Activity: The word "into" marks the lines to keep; find each one in the data and copy it.

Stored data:
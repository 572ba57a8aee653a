//! Consensus engine
//!
//! Reduces the full strategy signal set for one symbol into a single
//! decision: majority direction among non-abstaining strategies, with
//! confidence discounted by how lopsided the vote was.

use crate::models::signal::{SignalAction, TradeSignal};
use chrono::Utc;

/// Fixed risk envelope for the consensus output, independent of the member
/// strategies' own stops and targets.
pub const CONSENSUS_STOP_PCT: f64 = 0.02;
pub const CONSENSUS_TARGET_PCT: f64 = 0.03;
pub const CONSENSUS_LEVERAGE: u32 = 3;

/// Aggregate per-strategy signals into one consensus signal.
///
/// HOLD signals are abstentions and are discarded first. With no survivors
/// the result is an explicit HOLD. Otherwise the majority side wins, with
/// ties resolving to SELL, and
/// `confidence = avgConfidence * (majorityCount / survivorCount)`.
pub fn consensus_signal(signals: &[TradeSignal], symbol: &str, price: f64) -> TradeSignal {
    let survivors: Vec<&TradeSignal> = signals
        .iter()
        .filter(|s| s.action != SignalAction::Hold)
        .collect();

    if survivors.is_empty() {
        return TradeSignal::hold(symbol, price, "No clear consensus across strategies");
    }

    let buy_count = survivors
        .iter()
        .filter(|s| s.action == SignalAction::Buy)
        .count();
    let sell_count = survivors.len() - buy_count;
    let total_confidence: f64 = survivors.iter().map(|s| s.confidence).sum();
    let avg_confidence = total_confidence / survivors.len() as f64;

    // ties fall to SELL: strictly more buys are required to go long
    let action = if buy_count > sell_count {
        SignalAction::Buy
    } else {
        SignalAction::Sell
    };
    let consensus_count = buy_count.max(sell_count);
    let confidence = avg_confidence * (consensus_count as f64 / survivors.len() as f64);

    let is_long = action == SignalAction::Buy;
    TradeSignal {
        symbol: symbol.to_string(),
        action,
        confidence,
        price,
        timestamp: Utc::now(),
        duration: "15m-4h".to_string(),
        reason: format!(
            "Consensus: {}/{} strategies agree",
            consensus_count,
            survivors.len()
        ),
        stop_loss: if is_long {
            price * (1.0 - CONSENSUS_STOP_PCT)
        } else {
            price * (1.0 + CONSENSUS_STOP_PCT)
        },
        take_profit: if is_long {
            price * (1.0 + CONSENSUS_TARGET_PCT)
        } else {
            price * (1.0 - CONSENSUS_TARGET_PCT)
        },
        leverage: CONSENSUS_LEVERAGE,
    }
}
pub mod analysis;
pub mod history;

pub use analysis::analyze_market;
pub use history::{PriceHistory, PriceWindow};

Your solution:
//! Reduces the full strategy signal set for one symbol into a single
/// Aggregate per-strategy signals into one consensus signal.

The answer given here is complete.